Work task: Return the lines below in which the string "None" occurs.

Source records:
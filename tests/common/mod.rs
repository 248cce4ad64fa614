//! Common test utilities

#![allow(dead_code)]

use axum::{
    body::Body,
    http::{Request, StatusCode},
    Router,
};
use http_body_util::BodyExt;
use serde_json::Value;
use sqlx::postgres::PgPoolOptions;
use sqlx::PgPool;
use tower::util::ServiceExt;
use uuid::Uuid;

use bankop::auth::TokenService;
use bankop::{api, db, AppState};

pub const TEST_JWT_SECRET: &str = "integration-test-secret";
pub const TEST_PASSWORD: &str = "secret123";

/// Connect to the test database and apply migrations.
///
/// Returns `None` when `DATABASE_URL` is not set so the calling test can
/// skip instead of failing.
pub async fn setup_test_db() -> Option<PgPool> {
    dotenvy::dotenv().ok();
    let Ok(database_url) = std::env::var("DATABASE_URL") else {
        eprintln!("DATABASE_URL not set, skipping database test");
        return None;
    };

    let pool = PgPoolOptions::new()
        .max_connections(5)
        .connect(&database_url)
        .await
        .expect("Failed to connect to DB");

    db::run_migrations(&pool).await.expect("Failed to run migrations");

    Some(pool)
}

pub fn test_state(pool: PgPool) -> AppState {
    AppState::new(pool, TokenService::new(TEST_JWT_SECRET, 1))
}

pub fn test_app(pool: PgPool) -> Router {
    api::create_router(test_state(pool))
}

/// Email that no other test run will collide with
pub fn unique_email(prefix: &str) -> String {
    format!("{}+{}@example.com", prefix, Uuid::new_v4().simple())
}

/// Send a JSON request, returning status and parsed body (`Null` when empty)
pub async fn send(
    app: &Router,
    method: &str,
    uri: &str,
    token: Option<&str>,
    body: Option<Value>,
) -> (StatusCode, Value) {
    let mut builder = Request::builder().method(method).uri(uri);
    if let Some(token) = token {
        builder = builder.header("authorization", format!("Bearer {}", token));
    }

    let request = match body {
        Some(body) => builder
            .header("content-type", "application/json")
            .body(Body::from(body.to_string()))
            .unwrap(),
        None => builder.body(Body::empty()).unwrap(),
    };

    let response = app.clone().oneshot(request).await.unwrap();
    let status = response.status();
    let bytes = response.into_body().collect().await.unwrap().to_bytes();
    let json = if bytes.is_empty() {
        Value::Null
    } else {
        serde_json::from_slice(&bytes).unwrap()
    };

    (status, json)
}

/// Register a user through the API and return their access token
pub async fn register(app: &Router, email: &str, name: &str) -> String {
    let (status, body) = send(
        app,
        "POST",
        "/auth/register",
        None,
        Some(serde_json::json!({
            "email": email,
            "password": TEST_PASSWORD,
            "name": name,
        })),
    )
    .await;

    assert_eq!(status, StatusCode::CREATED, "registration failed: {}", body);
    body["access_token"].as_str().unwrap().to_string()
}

==

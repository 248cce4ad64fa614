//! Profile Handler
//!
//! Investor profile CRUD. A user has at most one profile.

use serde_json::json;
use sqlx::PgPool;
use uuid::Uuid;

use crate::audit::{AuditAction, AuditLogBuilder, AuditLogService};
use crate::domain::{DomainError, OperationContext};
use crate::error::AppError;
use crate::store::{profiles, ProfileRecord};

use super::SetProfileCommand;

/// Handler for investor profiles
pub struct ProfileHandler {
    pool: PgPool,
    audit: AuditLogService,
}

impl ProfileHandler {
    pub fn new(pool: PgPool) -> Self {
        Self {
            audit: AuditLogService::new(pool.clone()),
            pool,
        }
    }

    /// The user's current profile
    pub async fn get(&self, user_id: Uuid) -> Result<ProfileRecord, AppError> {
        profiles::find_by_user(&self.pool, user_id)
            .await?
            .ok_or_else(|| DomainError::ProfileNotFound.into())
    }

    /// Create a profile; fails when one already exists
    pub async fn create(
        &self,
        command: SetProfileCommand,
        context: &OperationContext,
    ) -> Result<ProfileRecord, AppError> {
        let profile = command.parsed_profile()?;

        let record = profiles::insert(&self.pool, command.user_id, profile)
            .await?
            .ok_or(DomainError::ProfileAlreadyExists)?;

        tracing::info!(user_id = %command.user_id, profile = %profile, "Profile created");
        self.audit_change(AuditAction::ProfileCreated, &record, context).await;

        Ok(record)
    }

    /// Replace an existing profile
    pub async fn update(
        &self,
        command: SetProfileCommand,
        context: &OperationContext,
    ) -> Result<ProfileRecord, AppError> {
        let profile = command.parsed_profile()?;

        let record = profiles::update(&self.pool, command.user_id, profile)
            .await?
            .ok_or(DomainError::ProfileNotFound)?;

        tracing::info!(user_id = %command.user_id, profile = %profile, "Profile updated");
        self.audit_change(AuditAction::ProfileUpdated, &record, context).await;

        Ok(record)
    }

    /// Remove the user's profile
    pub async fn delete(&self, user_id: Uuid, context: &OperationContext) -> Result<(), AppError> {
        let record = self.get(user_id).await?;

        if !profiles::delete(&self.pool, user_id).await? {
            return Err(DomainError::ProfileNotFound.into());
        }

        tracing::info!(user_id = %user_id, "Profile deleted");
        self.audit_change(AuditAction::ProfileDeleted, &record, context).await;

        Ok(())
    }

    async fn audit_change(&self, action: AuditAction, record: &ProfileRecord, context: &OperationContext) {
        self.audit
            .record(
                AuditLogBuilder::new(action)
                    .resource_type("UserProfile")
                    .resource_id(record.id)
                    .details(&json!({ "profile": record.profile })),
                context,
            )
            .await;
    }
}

---

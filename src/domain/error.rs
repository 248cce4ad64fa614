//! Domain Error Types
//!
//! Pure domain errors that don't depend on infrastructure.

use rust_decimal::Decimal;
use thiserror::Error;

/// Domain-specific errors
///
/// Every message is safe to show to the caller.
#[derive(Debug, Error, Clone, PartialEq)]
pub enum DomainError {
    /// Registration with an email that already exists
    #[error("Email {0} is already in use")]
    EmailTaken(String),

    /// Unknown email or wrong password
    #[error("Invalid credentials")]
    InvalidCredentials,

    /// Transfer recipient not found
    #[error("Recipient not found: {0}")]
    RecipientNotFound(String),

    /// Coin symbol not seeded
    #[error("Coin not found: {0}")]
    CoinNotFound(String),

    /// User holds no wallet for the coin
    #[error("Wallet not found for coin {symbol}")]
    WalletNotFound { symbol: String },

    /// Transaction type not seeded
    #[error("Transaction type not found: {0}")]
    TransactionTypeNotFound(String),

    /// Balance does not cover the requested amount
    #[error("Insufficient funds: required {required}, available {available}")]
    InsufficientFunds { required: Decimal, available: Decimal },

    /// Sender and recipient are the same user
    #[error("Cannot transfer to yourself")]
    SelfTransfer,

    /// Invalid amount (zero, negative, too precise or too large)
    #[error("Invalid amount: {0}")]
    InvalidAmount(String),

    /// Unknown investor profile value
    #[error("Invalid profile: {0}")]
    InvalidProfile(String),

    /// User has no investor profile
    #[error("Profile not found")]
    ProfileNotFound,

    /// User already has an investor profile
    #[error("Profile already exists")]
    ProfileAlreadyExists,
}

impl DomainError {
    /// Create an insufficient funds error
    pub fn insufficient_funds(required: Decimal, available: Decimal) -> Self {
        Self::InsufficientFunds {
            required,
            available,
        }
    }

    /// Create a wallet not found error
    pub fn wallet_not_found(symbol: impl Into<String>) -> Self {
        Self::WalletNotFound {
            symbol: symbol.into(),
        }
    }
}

Solution to this task:
/// Returns `None` when `DATABASE_URL` is not set so the calling test can
        return None;
        None => builder.body(Body::empty()).unwrap(),
        None,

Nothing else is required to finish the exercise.